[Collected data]
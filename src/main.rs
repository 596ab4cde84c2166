//! # pdf-qa CLI (`pdfqa`)
//!
//! The `pdfqa` binary ingests one PDF into a workspace directory and
//! answers questions about it, either one command at a time or through the
//! JSON HTTP server.
//!
//! ## Usage
//!
//! ```bash
//! pdfqa --config ./pdfqa.toml <command>
//! ```
//!
//! ## Commands
//!
//! | Command | Description |
//! |---------|-------------|
//! | `pdfqa ingest <pdf>` | Extract, chunk and index a PDF, replacing the loaded one |
//! | `pdfqa ask "<question>"` | Answer a question about the loaded PDF |
//! | `pdfqa summary` | Summarize the loaded PDF |
//! | `pdfqa chunks` | List the chunks and their heading paths |
//! | `pdfqa images` | List the figure catalog |
//! | `pdfqa serve` | Start the JSON HTTP server |
//!
//! ## Examples
//!
//! ```bash
//! # Text-layer extraction
//! pdfqa ingest paper.pdf
//!
//! # Use a bundle (content.md + images/) produced by an OCR tool
//! pdfqa ingest paper.pdf --bundle ./paper_bundle
//!
//! # Ask, highlighting key terms in the evidence
//! pdfqa ask "What is the main contribution?" --highlight
//!
//! # Machine-readable answer record
//! pdfqa ask "第3张图描述了什么？" --json
//! ```

use clap::{Parser, Subcommand};
use std::path::PathBuf;
use std::sync::Arc;
use tracing_subscriber::EnvFilter;

use pdf_qa::answer::highlight;
use pdf_qa::config;
use pdf_qa::error::QaError;
use pdf_qa::extract::create_extractor;
use pdf_qa::models::Evidence;
use pdf_qa::server::run_server;
use pdf_qa::session::Session;

/// pdf-qa: ask questions about a PDF.
#[derive(Parser)]
#[command(name = "pdfqa", version, about = "Ask questions about a PDF")]
struct Cli {
    /// Path to the TOML configuration file. Defaults apply when it does not exist.
    #[arg(long, global = true, default_value = "./pdfqa.toml")]
    config: PathBuf,

    /// Log debug output to stderr.
    #[arg(long, short, global = true)]
    verbose: bool,

    #[command(subcommand)]
    command: Commands,
}

#[derive(Subcommand)]
enum Commands {
    /// Ingest a PDF into the workspace.
    ///
    /// Wipes the previous document, extracts markdown and figures, builds
    /// the chunk index and persists everything for later commands.
    Ingest {
        /// Path to the PDF file.
        pdf: PathBuf,

        /// Use a pre-built extraction bundle (`content.md`, `images/`,
        /// optional `img_descriptions.md`) instead of running extraction.
        #[arg(long)]
        bundle: Option<PathBuf>,
    },

    /// Answer a question about the loaded PDF.
    ///
    /// Prints the answer followed by the evidence it was grounded on.
    Ask {
        /// The question, in any language.
        question: String,

        /// Print the full answer record as JSON.
        #[arg(long)]
        json: bool,

        /// Bold key terms in the printed evidence.
        #[arg(long)]
        highlight: bool,
    },

    /// Summarize the loaded PDF.
    Summary,

    /// List the chunks of the loaded PDF.
    Chunks,

    /// List the figures of the loaded PDF.
    Images,

    /// Start the JSON HTTP server.
    ///
    /// Binds to `[server].bind` and reloads the workspace document, if any.
    Serve,
}

#[tokio::main]
async fn main() -> anyhow::Result<()> {
    let cli = Cli::parse();

    let filter = if cli.verbose { "debug" } else { "warn" };
    tracing_subscriber::fmt()
        .with_env_filter(EnvFilter::try_from_default_env().unwrap_or_else(|_| EnvFilter::new(filter)))
        .with_writer(std::io::stderr)
        .init();

    let cfg = config::load_config_or_default(&cli.config)?;

    match cli.command {
        Commands::Ingest { pdf, bundle } => {
            let extractor = create_extractor(&cfg.extraction, bundle.as_deref())?;
            let session = Session::from_config(cfg)?;
            let report = session.ingest(&pdf, extractor.as_ref()).await?;

            println!("Ingested {}", report.source);
            println!("  extractor:   {}", report.extractor);
            println!("  index:       {}", report.index_backend);
            println!("  chunks:      {}", report.chunks);
            println!("  images:      {}", report.images);
            if report.described_images > 0 {
                println!("  described:   {}", report.described_images);
            }
            println!("  fingerprint: {}", report.fingerprint);
        }
        Commands::Ask {
            question,
            json,
            highlight: bold,
        } => {
            let session = load_session(cfg).await?;
            let answer = session.ask(&question).await?;

            if json {
                println!("{}", serde_json::to_string_pretty(&answer)?);
                return Ok(());
            }

            println!("{}", answer.answer);
            println!();
            match &answer.evidence {
                Evidence::Image { path, description } => {
                    println!("--- Evidence: {} ---", path);
                    println!("{}", description);
                }
                Evidence::Text { text } => {
                    println!("--- Evidence ---");
                    if bold {
                        println!("{}", highlight(text));
                    } else {
                        println!("{}", text);
                    }
                }
            }
        }
        Commands::Summary => {
            let session = load_session(cfg).await?;
            println!("{}", session.summary().await?);
        }
        Commands::Chunks => {
            let session = load_session(cfg).await?;
            let doc = session.current().await.ok_or(QaError::NoDocument)?;
            println!("{} ({} chunks)", doc.document.source, doc.chunks.len());
            for chunk in &doc.chunks {
                let path = chunk.heading_path().join(" > ");
                let preview: String = chunk.content.chars().take(60).collect();
                println!(
                    "  #{:<4} {:>6}..{:<6} [{}] {}",
                    chunk.index,
                    chunk.start,
                    chunk.end,
                    path,
                    preview.replace('\n', " ")
                );
            }
        }
        Commands::Images => {
            let session = load_session(cfg).await?;
            let doc = session.current().await.ok_or(QaError::NoDocument)?;
            if doc.images.is_empty() {
                println!("No images.");
                return Ok(());
            }
            println!("{:<8} {:<6} {:<6} {:<10} {:<12} PATH", "ORDINAL", "PAGE", "INDEX", "SIZE", "DESCRIBED");
            for record in doc.images.records() {
                println!(
                    "{:<8} {:<6} {:<6} {:<10} {:<12} {}",
                    record.ordinal,
                    record.page,
                    record.index,
                    format!("{}x{}", record.width, record.height),
                    if record.description.is_some() { "yes" } else { "no" },
                    record.path
                );
            }
        }
        Commands::Serve => {
            let session = Session::from_config(cfg)?;
            session.load_workspace().await?;
            run_server(Arc::new(session)).await?;
        }
    }

    Ok(())
}

/// A session with the workspace document loaded, or `NoDocument`.
async fn load_session(cfg: config::Config) -> anyhow::Result<Session> {
    let session = Session::from_config(cfg)?;
    if !session.load_workspace().await? {
        return Err(QaError::NoDocument.into());
    }
    Ok(session)
}
//! Figure descriptions from a vision model.
//!
//! Each catalog image is sent as a base64 PNG data URL to an
//! OpenAI-compatible chat endpoint (DashScope compatible mode and
//! `qwen-vl-plus` by default). Calls run concurrently, bounded by
//! `extraction.describe_workers`; the finished descriptions are assembled
//! in ordinal order into one sidecar text of
//! `<PAGE_p_IMAGE_i>…</PAGE_p_IMAGE_i>` blocks, so a single writer owns the
//! file and blocks never interleave.
//!
//! A failed call leaves that image without a block; the router then
//! reports the description as not found.

use std::path::Path;

use anyhow::{anyhow, Context, Result};
use async_trait::async_trait;
use base64::{engine::general_purpose::STANDARD, Engine as _};
use futures::stream::{self, StreamExt};
use tracing::{info, warn};

use crate::config::Config;
use crate::http::{client_with_timeout, post_json, JsonPost};
use crate::images::description_block;
use crate::models::ImageRecord;

const SYSTEM_PROMPT: &str = "你是学术论文图表分析助手。请准确、简洁地描述图片中的内容，\
包括图表类型、坐标轴、主要趋势和关键数值；如果是结构示意图，请说明各组成部分及其关系。";

const USER_PROMPT: &str = "请描述这张图片的内容";

#[async_trait]
pub trait ImageDescriber: Send + Sync {
    async fn describe(&self, image_path: &Path) -> Result<String>;
}

/// OpenAI-compatible vision chat client.
pub struct VisionDescriber {
    url: String,
    model: String,
    api_key: String,
    max_retries: u32,
    client: reqwest::Client,
}

impl VisionDescriber {
    /// `None` when no vision key is configured (`extraction.vision_api_key`,
    /// falling back to `llm.api_key`).
    pub fn from_config(config: &Config) -> Result<Option<Self>> {
        let key = config
            .extraction
            .vision_api_key
            .clone()
            .or_else(|| config.llm.api_key.clone())
            .filter(|k| !k.trim().is_empty());
        let Some(api_key) = key else {
            return Ok(None);
        };

        Ok(Some(Self {
            url: format!(
                "{}/chat/completions",
                config.extraction.vision_base_url.trim_end_matches('/')
            ),
            model: config.extraction.vision_model.clone(),
            api_key,
            max_retries: config.llm.max_retries,
            client: client_with_timeout(config.llm.timeout_secs)?,
        }))
    }
}

/// Chat request carrying one image as a data URL.
pub fn vision_request(model: &str, png_bytes: &[u8]) -> serde_json::Value {
    let data_url = format!("data:image/png;base64,{}", STANDARD.encode(png_bytes));
    serde_json::json!({
        "model": model,
        "messages": [
            {
                "role": "system",
                "content": [{ "type": "text", "text": SYSTEM_PROMPT }],
            },
            {
                "role": "user",
                "content": [
                    { "type": "image_url", "image_url": { "url": data_url } },
                    { "type": "text", "text": USER_PROMPT },
                ],
            },
        ],
    })
}

#[async_trait]
impl ImageDescriber for VisionDescriber {
    async fn describe(&self, image_path: &Path) -> Result<String> {
        let bytes = tokio::fs::read(image_path)
            .await
            .with_context(|| format!("Failed to read image: {}", image_path.display()))?;
        let body = vision_request(&self.model, &bytes);
        let json = post_json(JsonPost {
            client: &self.client,
            url: &self.url,
            bearer: Some(&self.api_key),
            body: &body,
            max_retries: self.max_retries,
            label: "vision",
        })
        .await?;

        json.get("choices")
            .and_then(|c| c.get(0))
            .and_then(|c| c.get("message"))
            .and_then(|m| m.get("content"))
            .and_then(|c| c.as_str())
            .map(str::to_string)
            .ok_or_else(|| anyhow!("vision reply has no message content"))
    }
}

/// Describe every record under `root`, returning the sidecar text.
pub async fn describe_all(
    describer: &dyn ImageDescriber,
    root: &Path,
    records: &[ImageRecord],
    workers: usize,
) -> String {
    let calls: Vec<_> = records
        .iter()
        .cloned()
        .map(|record| {
            let path = root.join(&record.path);
            async move {
                let result = describer.describe(&path).await;
                (record, result)
            }
        })
        .collect();

    let mut results: Vec<(ImageRecord, Result<String>)> = stream::iter(calls)
        .buffer_unordered(workers.max(1))
        .collect()
        .await;

    results.sort_by_key(|(record, _)| record.ordinal);

    let mut sidecar = String::new();
    let mut described = 0;
    for (record, result) in results {
        match result {
            Ok(text) if !text.trim().is_empty() => {
                sidecar.push_str(&description_block(record.page, record.index, &text));
                described += 1;
            }
            Ok(_) => warn!(path = %record.path, "vision model returned an empty description"),
            Err(e) => warn!(path = %record.path, error = %e, "image description failed"),
        }
    }
    info!(described, total = records.len(), "image descriptions generated");
    sidecar
}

◆ **Task to complete**: Your reply should be an exact copy of every line from the line with "pub async fn" through the final line of the data, and nothing more.

◆ **Task answer**:
pub async fn describe_all(
    describer: &dyn ImageDescriber,
    root: &Path,
    records: &[ImageRecord],
    workers: usize,
) -> String {
    let calls: Vec<_> = records
        .iter()
        .cloned()
        .map(|record| {
            let path = root.join(&record.path);
            async move {
                let result = describer.describe(&path).await;
                (record, result)
            }
        })
        .collect();

    let mut results: Vec<(ImageRecord, Result<String>)> = stream::iter(calls)
        .buffer_unordered(workers.max(1))
        .collect()
        .await;

    results.sort_by_key(|(record, _)| record.ordinal);

    let mut sidecar = String::new();
    let mut described = 0;
    for (record, result) in results {
        match result {
            Ok(text) if !text.trim().is_empty() => {
                sidecar.push_str(&description_block(record.page, record.index, &text));
                described += 1;
            }
            Ok(_) => warn!(path = %record.path, "vision model returned an empty description"),
            Err(e) => warn!(path = %record.path, error = %e, "image description failed"),
        }
    }
    info!(described, total = records.len(), "image descriptions generated");
    sidecar
}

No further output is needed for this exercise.